- TASK DESCRIPTION -
Every line that includes the word "CodecError" needs to be copied from the listing.

- STORED DATA -
=-=-=-=-=
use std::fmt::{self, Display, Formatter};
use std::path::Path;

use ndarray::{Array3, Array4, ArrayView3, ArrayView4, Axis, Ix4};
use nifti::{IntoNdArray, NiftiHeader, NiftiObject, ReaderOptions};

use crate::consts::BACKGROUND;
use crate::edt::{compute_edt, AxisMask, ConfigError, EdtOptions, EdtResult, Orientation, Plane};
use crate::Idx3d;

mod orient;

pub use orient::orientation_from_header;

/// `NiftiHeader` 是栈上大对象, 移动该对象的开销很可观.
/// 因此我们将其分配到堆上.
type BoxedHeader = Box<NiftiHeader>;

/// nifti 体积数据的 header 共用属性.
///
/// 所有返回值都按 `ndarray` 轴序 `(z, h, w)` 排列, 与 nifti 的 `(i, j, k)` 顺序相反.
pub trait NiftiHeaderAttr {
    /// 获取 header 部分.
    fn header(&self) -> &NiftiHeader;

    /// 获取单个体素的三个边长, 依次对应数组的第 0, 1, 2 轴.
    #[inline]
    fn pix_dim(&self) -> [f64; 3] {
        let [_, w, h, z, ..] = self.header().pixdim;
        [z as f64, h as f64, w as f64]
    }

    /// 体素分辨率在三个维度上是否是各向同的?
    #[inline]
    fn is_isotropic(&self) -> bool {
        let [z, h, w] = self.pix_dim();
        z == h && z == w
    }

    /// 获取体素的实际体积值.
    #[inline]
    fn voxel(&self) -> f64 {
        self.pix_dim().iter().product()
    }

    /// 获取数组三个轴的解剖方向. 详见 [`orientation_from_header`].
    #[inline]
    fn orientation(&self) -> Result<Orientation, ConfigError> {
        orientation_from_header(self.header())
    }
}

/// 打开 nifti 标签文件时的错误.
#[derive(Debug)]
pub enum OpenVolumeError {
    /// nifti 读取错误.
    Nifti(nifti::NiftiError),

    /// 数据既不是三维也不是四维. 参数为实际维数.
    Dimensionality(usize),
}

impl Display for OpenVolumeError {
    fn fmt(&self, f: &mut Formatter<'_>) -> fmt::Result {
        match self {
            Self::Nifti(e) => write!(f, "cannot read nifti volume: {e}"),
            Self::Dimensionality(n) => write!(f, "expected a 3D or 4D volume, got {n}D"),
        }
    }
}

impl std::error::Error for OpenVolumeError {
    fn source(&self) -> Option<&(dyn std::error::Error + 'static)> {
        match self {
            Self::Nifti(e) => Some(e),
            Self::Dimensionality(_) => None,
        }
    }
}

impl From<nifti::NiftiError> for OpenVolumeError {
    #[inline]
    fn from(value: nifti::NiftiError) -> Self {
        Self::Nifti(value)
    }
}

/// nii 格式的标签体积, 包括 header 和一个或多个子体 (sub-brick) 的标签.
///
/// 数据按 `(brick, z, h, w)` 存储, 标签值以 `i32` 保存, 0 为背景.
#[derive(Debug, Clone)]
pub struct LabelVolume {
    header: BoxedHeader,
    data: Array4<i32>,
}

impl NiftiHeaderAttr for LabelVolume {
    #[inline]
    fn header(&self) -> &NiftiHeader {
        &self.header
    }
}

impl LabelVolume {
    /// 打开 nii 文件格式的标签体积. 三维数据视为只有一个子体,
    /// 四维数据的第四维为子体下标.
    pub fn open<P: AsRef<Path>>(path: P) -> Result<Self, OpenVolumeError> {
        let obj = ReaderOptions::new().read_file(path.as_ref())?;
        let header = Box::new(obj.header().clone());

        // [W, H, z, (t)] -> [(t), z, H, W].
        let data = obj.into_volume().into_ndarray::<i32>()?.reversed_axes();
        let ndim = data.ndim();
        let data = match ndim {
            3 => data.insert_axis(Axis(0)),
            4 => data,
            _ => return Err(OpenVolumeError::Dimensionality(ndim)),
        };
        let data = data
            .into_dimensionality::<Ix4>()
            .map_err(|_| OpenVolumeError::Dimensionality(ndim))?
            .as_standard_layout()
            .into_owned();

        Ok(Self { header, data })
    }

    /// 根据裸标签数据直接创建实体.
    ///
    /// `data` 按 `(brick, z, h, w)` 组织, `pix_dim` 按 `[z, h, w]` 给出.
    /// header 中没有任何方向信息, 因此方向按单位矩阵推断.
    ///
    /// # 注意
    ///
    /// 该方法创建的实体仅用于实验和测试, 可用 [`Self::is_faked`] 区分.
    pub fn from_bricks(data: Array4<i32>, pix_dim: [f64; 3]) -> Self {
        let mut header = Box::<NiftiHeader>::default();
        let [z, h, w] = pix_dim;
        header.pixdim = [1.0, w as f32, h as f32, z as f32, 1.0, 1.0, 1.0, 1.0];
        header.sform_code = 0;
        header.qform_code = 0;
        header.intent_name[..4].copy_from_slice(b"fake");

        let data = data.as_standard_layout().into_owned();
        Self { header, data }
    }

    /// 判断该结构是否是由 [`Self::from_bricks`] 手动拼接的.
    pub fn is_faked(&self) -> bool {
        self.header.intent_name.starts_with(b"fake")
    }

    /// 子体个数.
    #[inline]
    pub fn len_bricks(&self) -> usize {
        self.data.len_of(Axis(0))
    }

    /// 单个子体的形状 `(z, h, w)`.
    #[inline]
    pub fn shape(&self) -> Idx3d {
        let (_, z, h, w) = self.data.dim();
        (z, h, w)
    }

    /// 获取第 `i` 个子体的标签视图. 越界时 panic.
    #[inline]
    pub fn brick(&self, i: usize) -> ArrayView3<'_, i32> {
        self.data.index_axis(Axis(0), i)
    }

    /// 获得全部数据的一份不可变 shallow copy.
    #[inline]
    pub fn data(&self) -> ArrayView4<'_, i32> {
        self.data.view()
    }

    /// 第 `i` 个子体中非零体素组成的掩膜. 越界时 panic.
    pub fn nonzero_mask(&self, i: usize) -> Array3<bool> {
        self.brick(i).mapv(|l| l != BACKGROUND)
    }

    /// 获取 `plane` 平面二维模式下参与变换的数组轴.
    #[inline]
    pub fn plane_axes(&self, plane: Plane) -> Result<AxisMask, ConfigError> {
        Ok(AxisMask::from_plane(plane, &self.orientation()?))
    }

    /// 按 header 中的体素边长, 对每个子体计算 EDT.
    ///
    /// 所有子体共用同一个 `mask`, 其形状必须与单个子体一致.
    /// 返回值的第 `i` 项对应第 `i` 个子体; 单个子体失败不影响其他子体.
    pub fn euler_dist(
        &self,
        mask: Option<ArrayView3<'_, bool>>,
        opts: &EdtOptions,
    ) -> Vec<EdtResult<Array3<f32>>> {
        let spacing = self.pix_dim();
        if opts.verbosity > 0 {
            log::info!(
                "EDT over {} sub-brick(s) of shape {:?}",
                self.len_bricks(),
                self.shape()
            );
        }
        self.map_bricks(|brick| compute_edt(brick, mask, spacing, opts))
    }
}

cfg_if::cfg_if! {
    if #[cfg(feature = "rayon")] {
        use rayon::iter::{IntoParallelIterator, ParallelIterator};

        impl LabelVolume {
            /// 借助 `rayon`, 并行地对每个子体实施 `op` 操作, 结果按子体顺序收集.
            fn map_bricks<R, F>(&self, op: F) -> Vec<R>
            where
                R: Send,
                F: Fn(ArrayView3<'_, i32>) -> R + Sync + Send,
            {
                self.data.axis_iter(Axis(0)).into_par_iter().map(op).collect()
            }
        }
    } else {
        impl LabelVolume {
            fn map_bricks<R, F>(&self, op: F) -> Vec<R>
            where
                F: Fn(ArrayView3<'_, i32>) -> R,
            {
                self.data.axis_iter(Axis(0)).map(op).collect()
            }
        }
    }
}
=-=-=-=-=
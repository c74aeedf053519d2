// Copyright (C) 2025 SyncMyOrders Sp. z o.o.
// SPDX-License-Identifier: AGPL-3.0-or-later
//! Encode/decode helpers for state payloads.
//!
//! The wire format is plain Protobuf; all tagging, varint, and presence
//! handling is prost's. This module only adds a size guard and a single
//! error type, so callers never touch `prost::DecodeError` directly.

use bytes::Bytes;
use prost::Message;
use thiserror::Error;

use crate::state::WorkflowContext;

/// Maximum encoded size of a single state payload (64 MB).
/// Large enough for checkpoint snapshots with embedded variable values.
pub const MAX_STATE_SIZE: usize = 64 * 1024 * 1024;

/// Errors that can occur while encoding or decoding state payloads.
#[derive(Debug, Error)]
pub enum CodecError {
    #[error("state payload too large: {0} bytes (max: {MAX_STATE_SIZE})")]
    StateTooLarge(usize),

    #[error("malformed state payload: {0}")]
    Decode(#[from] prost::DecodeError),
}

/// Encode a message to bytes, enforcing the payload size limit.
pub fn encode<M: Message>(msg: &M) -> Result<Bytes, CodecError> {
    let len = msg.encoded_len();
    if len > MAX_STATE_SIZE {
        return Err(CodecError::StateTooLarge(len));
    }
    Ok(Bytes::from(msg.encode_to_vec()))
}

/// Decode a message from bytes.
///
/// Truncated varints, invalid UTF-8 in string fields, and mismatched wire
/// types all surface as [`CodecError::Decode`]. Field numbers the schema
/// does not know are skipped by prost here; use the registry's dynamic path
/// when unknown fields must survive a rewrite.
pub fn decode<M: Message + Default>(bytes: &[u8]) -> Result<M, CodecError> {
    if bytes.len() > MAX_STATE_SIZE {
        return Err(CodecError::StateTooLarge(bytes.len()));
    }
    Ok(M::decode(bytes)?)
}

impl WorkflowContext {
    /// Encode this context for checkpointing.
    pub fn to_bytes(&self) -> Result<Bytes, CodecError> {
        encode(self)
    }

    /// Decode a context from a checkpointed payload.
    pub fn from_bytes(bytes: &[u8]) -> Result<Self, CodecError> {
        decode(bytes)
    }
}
=-=-=-=-=
- RESPONSE TO THE EXERCISE -
pub enum CodecError {
pub fn encode<M: Message>(msg: &M) -> Result<Bytes, CodecError> {
        return Err(CodecError::StateTooLarge(len));
/// types all surface as [`CodecError::Decode`]. Field numbers the schema
pub fn decode<M: Message + Default>(bytes: &[u8]) -> Result<M, CodecError> {
        return Err(CodecError::StateTooLarge(bytes.len()));
    pub fn to_bytes(&self) -> Result<Bytes, CodecError> {
    pub fn from_bytes(bytes: &[u8]) -> Result<Self, CodecError> {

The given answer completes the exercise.